Current NBA media rights are held by Disney and Warner, but the contract behind them lapses after the 2024-2025 season. Warner has maintained that its current deal gives it the ability to offer to “match” a new package of the games it currently shows, and the company has held out hopes of securing a fourth package of games. Such a concept is unlikely because all of the NBA’s national telecasts are accounted for in deals with the other three companies.
The NBA,like the NFL before it,has been looking to strike long-term deals that reflect the value of sports in the current media ecosystem. In a fast-growing era of streaming video, sports represent one of the few genres that continue to lure the large, simultaneous crowds that advertisers, distributors and the leagues themselves crave. Disney could pay approximately $2.6 billion per year under a new 11-year contract for a smaller passel of games than it currently enjoys, according to people familiar with the talks. Amazon could pay around $1.8 billion per year for a new package that would give the NBA a new foothold with a major streaming platform that has already expanded the NFL’s reach among broadband audiences. And NBCU could pay around $2.5 billion per year.

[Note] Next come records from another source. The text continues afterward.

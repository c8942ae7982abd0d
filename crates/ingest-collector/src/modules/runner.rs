//! 연속 실행기.
//!
//! ```text
//! Idle ──> Running ──> Sleeping ──> Running ──> ... ──[stop]──> Stopped
//! ```
//!
//! 다음 실행 시각은 `cycle_start + interval`로 계산하므로 실행 시간만큼
//! 주기가 밀리지 않습니다. 실행이 주기보다 오래 걸리면 다음 실행을 바로 시작합니다.
//!
//! 중단은 협조적입니다. 중단 신호는 실행 사이에서만 확인되며 진행 중인
//! 실행은 끝까지 완료됩니다.

use serde::Serialize;
use std::future::Future;
use std::time::Duration;
use tokio::sync::watch;
use tokio::task::JoinHandle;
use tokio::time::{sleep_until, Instant};
use tokio_util::sync::CancellationToken;
use tracing::{error, info};

use crate::error::CollectorError;
use crate::stats::RunSummary;
use crate::Result;

/// 실행기 상태
#[derive(Debug, Clone, Copy, PartialEq, Eq, Serialize)]
#[serde(rename_all = "snake_case")]
pub enum RunnerState {
    /// 시작 전
    Idle,
    /// 실행 중
    Running,
    /// 다음 실행 대기 중
    Sleeping,
    /// 종료됨
    Stopped,
}

impl RunnerState {
    /// 문자열로 변환
    pub fn as_str(&self) -> &'static str {
        match self {
            Self::Idle => "idle",
            Self::Running => "running",
            Self::Sleeping => "sleeping",
            Self::Stopped => "stopped",
        }
    }
}

/// 실행기 종료 보고
#[derive(Debug, Clone, Default, Serialize)]
pub struct RunnerReport {
    /// 완료된 실행 수 (실패 포함)
    pub cycles: u64,
    /// 에러로 끝난 실행 수
    pub failed_cycles: u64,
    /// 마지막으로 성공한 실행 결과
    pub last_summary: Option<RunSummary>,
}

/// 실행 중인 연속 실행기 핸들.
#[derive(Debug)]
pub struct RunnerHandle {
    token: CancellationToken,
    state: watch::Receiver<RunnerState>,
    task: JoinHandle<RunnerReport>,
}

impl RunnerHandle {
    /// 현재 상태.
    pub fn state(&self) -> RunnerState {
        *self.state.borrow()
    }

    /// 상태 변경 구독.
    pub fn subscribe(&self) -> watch::Receiver<RunnerState> {
        self.state.clone()
    }

    /// 중단을 요청합니다. 진행 중인 실행은 완료됩니다.
    pub fn stop(&self) {
        self.token.cancel();
    }

    /// 실행기 종료를 기다립니다.
    pub async fn join(self) -> Result<RunnerReport> {
        self.task
            .await
            .map_err(|e| CollectorError::Task(e.to_string()))
    }

    /// 중단을 요청하고 종료를 기다립니다.
    pub async fn shutdown(self) -> Result<RunnerReport> {
        self.stop();
        self.join().await
    }
}

/// 한 번에 대기하는 최대 시간 (약 30년). 이보다 긴 주기는 여기서 잘립니다.
const MAX_SLEEP: Duration = Duration::from_secs(30 * 365 * 24 * 60 * 60);

/// `cycle`을 `interval` 주기로 반복 실행하는 태스크를 시작합니다.
pub fn spawn_runner<F, Fut>(interval: Duration, mut cycle: F) -> RunnerHandle
where
    F: FnMut() -> Fut + Send + 'static,
    Fut: Future<Output = Result<RunSummary>> + Send + 'static,
{
    let token = CancellationToken::new();
    let (state_tx, state_rx) = watch::channel(RunnerState::Idle);
    let cancel = token.clone();

    let task = tokio::spawn(async move {
        let mut report = RunnerReport::default();

        while !cancel.is_cancelled() {
            let cycle_start = Instant::now();
            state_tx.send_replace(RunnerState::Running);

            match cycle().await {
                Ok(summary) => {
                    summary.log_summary("연속 수집");
                    report.last_summary = Some(summary);
                }
                Err(e) => {
                    report.failed_cycles += 1;
                    error!(error = %e, "연속 수집 실행 실패");
                }
            }
            report.cycles += 1;

            if cancel.is_cancelled() {
                break;
            }

            let next_wake = cycle_start
                .checked_add(interval.min(MAX_SLEEP))
                .unwrap_or_else(|| Instant::now() + MAX_SLEEP);
            state_tx.send_replace(RunnerState::Sleeping);
            info!(
                cycle = report.cycles,
                next_in_secs = next_wake
                    .saturating_duration_since(Instant::now())
                    .as_secs_f64(),
                "다음 실행 대기"
            );

            tokio::select! {
                biased;
                _ = cancel.cancelled() => break,
                _ = sleep_until(next_wake) => {}
            }
        }

        state_tx.send_replace(RunnerState::Stopped);
        info!(cycles = report.cycles, "연속 수집 종료");
        report
    });

    RunnerHandle {
        token,
        state: state_rx,
        task,
    }
}

#[cfg(test)]
mod tests {
    use super::*;
    use std::sync::{Arc, Mutex};

    #[tokio::test(start_paused = true)]
    async fn test_drift_corrected_schedule() {
        let starts = Arc::new(Mutex::new(Vec::new()));
        let origin = Instant::now();

        let recorder = starts.clone();
        let handle = spawn_runner(Duration::from_secs(10), move || {
            let recorder = recorder.clone();
            async move {
                recorder.lock().unwrap().push(origin.elapsed());
                tokio::time::sleep(Duration::from_secs(3)).await;
                Ok(RunSummary::new())
            }
        });

        tokio::time::sleep(Duration::from_secs(25)).await;
        let report = handle.shutdown().await.unwrap();

        let starts = starts.lock().unwrap().clone();
        assert_eq!(
            starts,
            vec![
                Duration::ZERO,
                Duration::from_secs(10),
                Duration::from_secs(20)
            ]
        );
        assert_eq!(report.cycles, 3);
    }

    #[tokio::test(start_paused = true)]
    async fn test_overrun_starts_next_cycle_immediately() {
        let starts = Arc::new(Mutex::new(Vec::new()));
        let origin = Instant::now();

        let recorder = starts.clone();
        let handle = spawn_runner(Duration::from_secs(5), move || {
            let recorder = recorder.clone();
            async move {
                recorder.lock().unwrap().push(origin.elapsed());
                tokio::time::sleep(Duration::from_secs(8)).await;
                Ok(RunSummary::new())
            }
        });

        tokio::time::sleep(Duration::from_secs(20)).await;
        handle.shutdown().await.unwrap();

        let starts = starts.lock().unwrap().clone();
        assert_eq!(starts[1], Duration::from_secs(8));
        assert_eq!(starts[2], Duration::from_secs(16));
    }

    #[tokio::test(start_paused = true)]
    async fn test_stop_waits_for_in_flight_cycle() {
        let finished = Arc::new(Mutex::new(0u32));

        let counter = finished.clone();
        let handle = spawn_runner(Duration::from_secs(60), move || {
            let counter = counter.clone();
            async move {
                tokio::time::sleep(Duration::from_secs(5)).await;
                *counter.lock().unwrap() += 1;
                Ok(RunSummary::new())
            }
        });

        tokio::time::sleep(Duration::from_secs(1)).await;
        assert_eq!(handle.state(), RunnerState::Running);

        let mut states = handle.subscribe();
        handle.stop();
        let report = handle.join().await.unwrap();

        assert_eq!(*finished.lock().unwrap(), 1);
        assert_eq!(report.cycles, 1);
        assert_eq!(*states.borrow_and_update(), RunnerState::Stopped);
    }

    #[tokio::test(start_paused = true)]
    async fn test_failed_cycle_keeps_running() {
        let calls = Arc::new(Mutex::new(0u32));

        let counter = calls.clone();
        let handle = spawn_runner(Duration::from_secs(1), move || {
            let counter = counter.clone();
            async move {
                let mut calls = counter.lock().unwrap();
                *calls += 1;
                if *calls == 1 {
                    Err(CollectorError::FatalStoreUnavailable("down".to_string()))
                } else {
                    Ok(RunSummary::new())
                }
            }
        });

        tokio::time::sleep(Duration::from_millis(1500)).await;
        let report = handle.shutdown().await.unwrap();

        assert_eq!(report.failed_cycles, 1);
        assert!(report.cycles >= 2);
        assert!(report.last_summary.is_some());
    }

    #[tokio::test(start_paused = true)]
    async fn test_huge_interval_sleeps_until_stopped() {
        let handle = spawn_runner(Duration::MAX, || async { Ok(RunSummary::new()) });

        tokio::time::sleep(Duration::from_secs(3600)).await;
        assert_eq!(handle.state(), RunnerState::Sleeping);

        let report = handle.shutdown().await.unwrap();
        assert_eq!(report.cycles, 1);
        assert_eq!(report.failed_cycles, 0);
    }

    #[tokio::test(start_paused = true)]
    async fn test_sleeping_state_between_cycles() {
        let handle = spawn_runner(Duration::from_secs(30), || async { Ok(RunSummary::new()) });

        tokio::time::sleep(Duration::from_secs(1)).await;
        assert_eq!(handle.state(), RunnerState::Sleeping);
        assert_eq!(handle.state().as_str(), "sleeping");

        let report = handle.shutdown().await.unwrap();
        assert_eq!(report.cycles, 1);
    }
}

Warner’s push for a smaller package of games shows just how much its relationship with the NBA has deteriorated in recent years. While the company’s cable networks have been showing NBA games since 1989 —more than three decades— NBA executives have not been thrilled by Warner’s frugal operating methods in the past two years. Warner Bros. Discovery was formed in 2022 after Discovery Inc. merged with the WarnerMedia unit of AT&T.